By Anonymous User
Review Details
Reviewer has chosen to be Anonymous
Overall Impression: Good
Content:
Technical Quality of the paper: Good
Originality of the paper: Yes
Adequacy of the bibliography: Yes
Presentation:
Adequacy of the abstract: Yes
Introduction: background and motivation: Good
Organization of the paper: Needs improvement
Level of English: Satisfactory
Overall presentation: Good
Detailed Comments:
I'm recommending major revision, however, not because of any fundamental flaws of the proposed approach. I think authors' approach is interesting and coherent, probably in all three proposed variants. I'm also largely satisfied with the quality of presentation of the theoretical background and author's method. My main complaint concerns (1) the unfortunate organization of the experimental part of the paper and (2) the quite chaotic and partially redundant presentation of experimental problems and partial results. See my detailed remarks below.
The experimental section is organized in a way that makes ingestion of this material difficult. Why put the burden on the reader by presenting all datasets at once, given also that they come from two unrelated domains, i.e. computer vision and predictive maintenance (trucks)? This part of the paper should be reorganized, with two separate sections concerning the CV problem and the predictive maintenance problem. Each of those sections should start with problems statement, description of data, description of how authors' method has been adapted to the problem, presentation of results and discussion.

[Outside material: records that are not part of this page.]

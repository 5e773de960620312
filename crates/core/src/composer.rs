use parking_lot::RwLock;
use serde_json::{Value, json};
use sonde_common::{DiscardReason, TelemetryItem};
use sonde_errors::{ConfigurationError, InvalidEventError, Result, SondeError};
use sonde_events::{NotificationListener, NotificationManager};
use std::{
    fmt,
    sync::{
        Arc,
        atomic::{AtomicBool, Ordering},
    },
};
use tracing::{debug, info, warn};

use crate::{
    Configuration, Plugin, PluginRegistry, ProcessingPlugin,
    channel::{ChannelController, ChannelGroup, ControllerStage, DefaultChannelController, channel_count},
    diagnostics::{DiagnosticLogger, LoggingSeverity, MessageId, PollHandle, spawn_poll},
    pipeline::Pipeline,
    validation::validate_item,
};

struct CoreState {
    config: Arc<Configuration>,
    pipeline: Arc<Pipeline>,
}

struct CoreInner {
    controller: Arc<dyn ChannelController>,
    registry: PluginRegistry,
    notification_manager: NotificationManager,
    logger: DiagnosticLogger,
    /// Set while an `initialize` call is running or after one succeeded.
    claimed: AtomicBool,
    state: RwLock<Option<CoreState>>,
}

/// Composes plugins into a pipeline and dispatches telemetry through it.
///
/// Cloning yields another handle to the same core. The pipeline is built once
/// by [`TelemetryCore::initialize`] and is read-only afterwards, so `track` may
/// be called from any number of threads.
#[derive(Clone)]
pub struct TelemetryCore {
    inner: Arc<CoreInner>,
}

impl Default for TelemetryCore {
    fn default() -> Self {
        Self::new()
    }
}

impl TelemetryCore {
    pub fn new() -> Self {
        Self::from_parts(Arc::new(DefaultChannelController::new()), PluginRegistry::new())
    }

    pub fn with_channel_controller(controller: Arc<dyn ChannelController>) -> Self {
        Self::from_parts(controller, PluginRegistry::new())
    }

    pub fn with_registry(registry: PluginRegistry) -> Self {
        Self::from_parts(Arc::new(DefaultChannelController::new()), registry)
    }

    pub fn from_parts(controller: Arc<dyn ChannelController>, registry: PluginRegistry) -> Self {
        Self {
            inner: Arc::new(CoreInner {
                controller,
                registry,
                notification_manager: NotificationManager::new(),
                logger: DiagnosticLogger::new(),
                claimed: AtomicBool::new(false),
                state: RwLock::new(None),
            }),
        }
    }

    /// Makes a plugin available to configurations that list it by `name`.
    pub fn register_extension<F>(&self, name: impl Into<String>, factory: F)
    where
        F: Fn() -> Plugin + Send + Sync + 'static,
    {
        self.inner.registry.register(name, factory);
    }

    /// Builds the pipeline from `plugins`, the plugins attached to `config` and
    /// the plugins `config` names, then initializes the channel controller
    /// followed by every plugin in front of it.
    ///
    /// Succeeds at most once. A failed call leaves the core uninitialized and
    /// may be retried.
    pub fn initialize(&self, config: Configuration, plugins: Vec<Plugin>) -> Result<()> {
        if self
            .inner
            .claimed
            .compare_exchange(false, true, Ordering::AcqRel, Ordering::Acquire)
            .is_err()
        {
            return Err(ConfigurationError::AlreadyInitialized.into());
        }

        match self.build_state(config, plugins) {
            Ok(state) => {
                info!(
                    "telemetry core initialized with {} extensions",
                    state.pipeline.extensions().len()
                );
                *self.inner.state.write() = Some(state);
                Ok(())
            }
            Err(e) => {
                self.inner.claimed.store(false, Ordering::Release);
                Err(e)
            }
        }
    }

    fn build_state(&self, mut config: Configuration, plugins: Vec<Plugin>) -> Result<CoreState> {
        config.validate()?;
        config.inject_notification_manager(self.inner.notification_manager.clone());
        self.inner.logger.configure(&config.diagnostics);

        let extensions = self.merge_extensions(&config, plugins)?;
        self.check_channel_priorities(&config, &extensions)?;

        let config = Arc::new(config);
        let terminal: Arc<dyn ProcessingPlugin> =
            Arc::new(ControllerStage::new(self.inner.controller.clone()));
        let pipeline = Pipeline::build(extensions, terminal);
        self.report_pipeline_warnings(&pipeline);

        pipeline.terminal().initialize(&config, self, pipeline.extensions())?;
        if channel_count(&self.inner.controller.channel_controls()) == 0 {
            return Err(SondeError::NoChannelsAvailable);
        }
        pipeline.link();

        for plugin in pipeline.initialization_order() {
            debug!("initializing {}", plugin.identifier());
            if let Err(e) = plugin.initialize(&config, self, pipeline.extensions()) {
                self.inner.logger.throw_internal(
                    LoggingSeverity::Critical,
                    MessageId::PLUGIN_INIT_FAILED,
                    format!("Failed to initialize extension {}: {}", plugin.identifier(), e),
                    Some(json!({ "extension": plugin.identifier() })),
                    true,
                );
                return Err(e.into());
            }
        }

        Ok(CoreState {
            config,
            pipeline: Arc::new(pipeline),
        })
    }

    fn merge_extensions(&self, config: &Configuration, plugins: Vec<Plugin>) -> Result<Vec<Plugin>> {
        let mut extensions = plugins;
        extensions.extend(config.extensions.iter().cloned());
        for name in &config.extension_names {
            let plugin = self.inner.registry.resolve(name).ok_or_else(|| {
                SondeError::Validation(format!("Extensions must provide callback to initialize: {name}"))
            })?;
            extensions.push(plugin);
        }
        Ok(extensions)
    }

    fn check_channel_priorities(&self, config: &Configuration, extensions: &[Plugin]) -> Result<()> {
        let controller_priority = self.inner.controller.priority();
        let channels = extensions
            .iter()
            .filter_map(Plugin::as_channel)
            .chain(config.channels.iter().flatten());
        for channel in channels {
            if channel.priority() <= controller_priority {
                return Err(SondeError::Validation(format!(
                    "Channel has invalid priority: {} ({} <= {})",
                    channel.identifier(),
                    channel.priority(),
                    controller_priority
                )));
            }
        }
        Ok(())
    }

    fn report_pipeline_warnings(&self, pipeline: &Pipeline) {
        for collision in pipeline.collisions() {
            let message = format!(
                "Two extensions have same priority #{} - {}, {}",
                collision.priority, collision.previous, collision.current
            );
            warn!("{}", message);
            self.inner.logger.throw_internal(
                LoggingSeverity::Warning,
                MessageId::DUPLICATE_PRIORITY,
                message,
                None,
                false,
            );
        }

        for plugin in pipeline.idle_extensions() {
            let message = format!(
                "Extension {} does not rank below the channel controller and will not receive telemetry",
                plugin.identifier()
            );
            warn!("{}", message);
            self.inner.logger.throw_internal(
                LoggingSeverity::Warning,
                MessageId::IDLE_EXTENSION,
                message,
                Some(json!({ "extension": plugin.identifier(), "priority": plugin.priority() })),
                true,
            );
        }
    }

    /// Fills the instrumentation key, time and schema version where missing,
    /// validates the item and hands it to the head of the pipeline.
    pub fn track(&self, mut item: TelemetryItem) -> Result<()> {
        let (config, pipeline) = self.initialized_state()?;
        item.apply_defaults(&config.instrumentation_key);
        validate_item(&item, &self.inner.notification_manager)?;
        pipeline.head().process_telemetry(item)?;
        Ok(())
    }

    /// Tracks a JSON payload. `null` and payloads that are not a telemetry item
    /// are reported as discarded and rejected, whether or not the core is
    /// initialized.
    pub fn track_raw(&self, payload: &Value) -> Result<()> {
        let reason = if payload.is_null() {
            "telemetry item is null".to_string()
        } else {
            match serde_json::from_value::<TelemetryItem>(payload.clone()) {
                Ok(item) => return self.track(item),
                Err(e) => e.to_string(),
            }
        };

        debug!("discarding malformed payload: {}", reason);
        self.inner.notification_manager.events_discarded(&[], DiscardReason::InvalidEvent)?;
        Err(InvalidEventError::Malformed(reason).into())
    }

    pub fn get_transmission_controls(&self) -> Vec<ChannelGroup> {
        self.inner.controller.channel_controls()
    }

    pub fn add_notification_listener(&self, listener: Arc<dyn NotificationListener>) {
        self.inner.notification_manager.add_notification_listener(listener);
    }

    pub fn remove_notification_listener(&self, listener: &Arc<dyn NotificationListener>) {
        self.inner.notification_manager.remove_notification_listener(listener);
    }

    pub fn notification_manager(&self) -> &NotificationManager {
        &self.inner.notification_manager
    }

    pub fn logger(&self) -> &DiagnosticLogger {
        &self.inner.logger
    }

    pub fn registry(&self) -> &PluginRegistry {
        &self.inner.registry
    }

    pub fn configuration(&self) -> Option<Arc<Configuration>> {
        self.inner.state.read().as_ref().map(|state| state.config.clone())
    }

    pub fn pipeline(&self) -> Option<Arc<Pipeline>> {
        self.inner.state.read().as_ref().map(|state| state.pipeline.clone())
    }

    pub fn is_initialized(&self) -> bool {
        self.inner.state.read().is_some()
    }

    /// Takes every diagnostic message queued when the flush starts off the queue
    /// and tracks it. Returns how many were flushed.
    ///
    /// Messages queued while flushing, including by a concurrent flush, are left
    /// for the next one. All messages are submitted even if one fails; the first
    /// failure is returned.
    pub fn flush_internal_logs(&self) -> Result<usize> {
        if self.inner.logger.queue_len() == 0 {
            return Ok(0);
        }
        let (config, _) = self.initialized_state()?;
        let batch = self.inner.logger.drain_queued();

        let mut first_error = None;
        for message in &batch {
            if let Err(e) = self.track(message.to_telemetry_item(&config.instrumentation_key)) {
                first_error.get_or_insert(e);
            }
        }

        match first_error {
            Some(e) => Err(e),
            None => Ok(batch.len()),
        }
    }

    /// Starts flushing internal logs on the configured interval. Must be called
    /// from within a tokio runtime.
    pub fn poll_internal_logs(&self) -> PollHandle {
        let period = self.inner.logger.config().poll_interval();
        let core = self.clone();
        debug!("polling internal logs every {:?}", period);
        spawn_poll(period, move || core.flush_internal_logs())
    }

    fn initialized_state(&self) -> Result<(Arc<Configuration>, Arc<Pipeline>)> {
        self.inner
            .state
            .read()
            .as_ref()
            .map(|state| (state.config.clone(), state.pipeline.clone()))
            .ok_or_else(|| ConfigurationError::NotInitialized.into())
    }
}

impl fmt::Debug for TelemetryCore {
    fn fmt(&self, f: &mut fmt::Formatter<'_>) -> fmt::Result {
        f.debug_struct("TelemetryCore")
            .field("initialized", &self.is_initialized())
            .field("registry", &self.inner.registry)
            .field("notification_manager", &self.inner.notification_manager)
            .field("logger", &self.inner.logger)
            .finish()
    }
}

(Frankly, the truck benchmark seems problematic in many respects, so I would even consider dropping it entirely, while improving the presentation of the CV problem and results)
Also, it would be desirable to quote the performance metric of some baseline methods on the considered benchmarks.

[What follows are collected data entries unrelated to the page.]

use parking_lot::RwLock;
use std::{collections::HashMap, fmt, sync::Arc};

use crate::Plugin;

pub type PluginFactory = Arc<dyn Fn() -> Plugin + Send + Sync>;

/// Plugins the core can build by name, for configurations that list
/// extensions in a file instead of attaching instances.
#[derive(Clone, Default)]
pub struct PluginRegistry {
    factories: Arc<RwLock<HashMap<String, PluginFactory>>>,
}

impl PluginRegistry {
    pub fn new() -> Self {
        Self::default()
    }

    /// Registers `factory` under `name`, replacing any previous registration.
    pub fn register<F>(&self, name: impl Into<String>, factory: F)
    where
        F: Fn() -> Plugin + Send + Sync + 'static,
    {
        self.factories.write().insert(name.into(), Arc::new(factory));
    }

    pub fn resolve(&self, name: &str) -> Option<Plugin> {
        let factory = self.factories.read().get(name).cloned()?;
        Some(factory())
    }

    pub fn contains(&self, name: &str) -> bool {
        self.factories.read().contains_key(name)
    }

    pub fn names(&self) -> Vec<String> {
        let mut names: Vec<String> = self.factories.read().keys().cloned().collect();
        names.sort();
        names
    }
}

impl fmt::Debug for PluginRegistry {
    fn fmt(&self, f: &mut fmt::Formatter<'_>) -> fmt::Result {
        f.debug_struct("PluginRegistry").field("names", &self.names()).finish()
    }
}
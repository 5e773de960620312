use anyhow::Result;
use log::{debug, warn};
use sonde_common::{DiscardReason, TelemetryItem};
use sonde_events::NotificationListener;

/// Writes pipeline notifications to the log.
#[derive(Debug, Default)]
pub struct LoggingListener;

impl NotificationListener for LoggingListener {
    fn events_discarded(&self, items: &[TelemetryItem], reason: DiscardReason) -> Result<()> {
        warn!("{} events discarded: {} (code {})", items.len(), reason, reason.code());
        Ok(())
    }

    fn events_sent(&self, items: &[TelemetryItem]) -> Result<()> {
        debug!("{} events sent", items.len());
        Ok(())
    }
}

I tend to believe that implementing my suggestions should bring this manuscript to publishable quality, probably without the need of running any additional experiments.
Detailed remarks
--------------------
The argumentation for modularity on p. 8 could be shortened -- these advantages are widely accepted and not controversial.
> on image scene classification
Consider 'scene classification'.
> The approach presented in the original paper is inserted within a framework
integrating deep learning
Perhaps 'embedded' rather than 'inserted'?
The sentences in bullets on p. 3 should end with periods.
> (∀x∈X)(F(x) ̸= ∅)
Unnecessary parentheses; consider ∀x∈X, F(x) ̸= ∅
p. 8
> The two components are discussed in Sections ?? and .
Missing references
p. 11
> a deep learning model following one of the integration strategies depicted in Fig. 1.
Correct to Fig. 2. Also, it would be convenient to name those strategies (or at least enumerate them e.g. A, B, C) and use those names/symbols throughout the paper.
> The first integration strategy (see Section ?? and [MBT25] for more details)
Missing references
Important: the section "Neuro-LENS: Neuro-symbolic integration" feels strongly repetetive with respect to the previous sections "Neural component". Those two sections should be fused. At the moment, the section that comes later in the text feels very redundant and repetitive with respect to the one that comes earlier. Also, this part of the paper should be shortened, or perhaps some of the thoughts discussed there should be moved to a later Discussion section.
p. 12
> Ground truth is not available, neither for the object detection task or the abandoned bag scene classification task.
What are those tasks? Please define them more precisely before referring to them.
p. 13
> All data is anonymized.
This remark does not make much sense here -- this is not not sensitive or personal data.
In the description of the truck failure task, the nature of the task is not explained in the text -- only after seeing Table 1 I realized that this is a classification problem. Task statement should be made more clear in the text.
Also, a few paragraphs later, the authors mention 5 decision classes, which is inconsistent with Table 1.
Figure 4 is quite cryptic. I think the authors should discard all considerations concerning the anonimization of data -- in my understanding, those are irrelevant, i.e. the dataset is what it is, and should be taken as granted. I don't think discussing those aspects is relevant for authors' approach.
p. 14 and further
Section Image scene classification: Neural-to-symbolic chaining
The text in this section should be rewritten to logically follow the pipeline shown in Fig. 6. Currently, the authors first present the pipeline in points 1, 2, 3, but then come back again to the neural component, detailing the neural nets. This is not an orderly presentation in my opinion.
Also, this description should be shortened and made more to-the-point, while avoiding redundant repetitions.
Fig. 9 does not seem to convey any useful information -- if all the values in the table are 'True', what's the point of presenting them in a table?
> Subsequently, the multi-valued mapping described in ??
Missing ref.
The Conclusion section should be shortened to convey the essence of results, without verbose repetitions of what has been already stated earlier.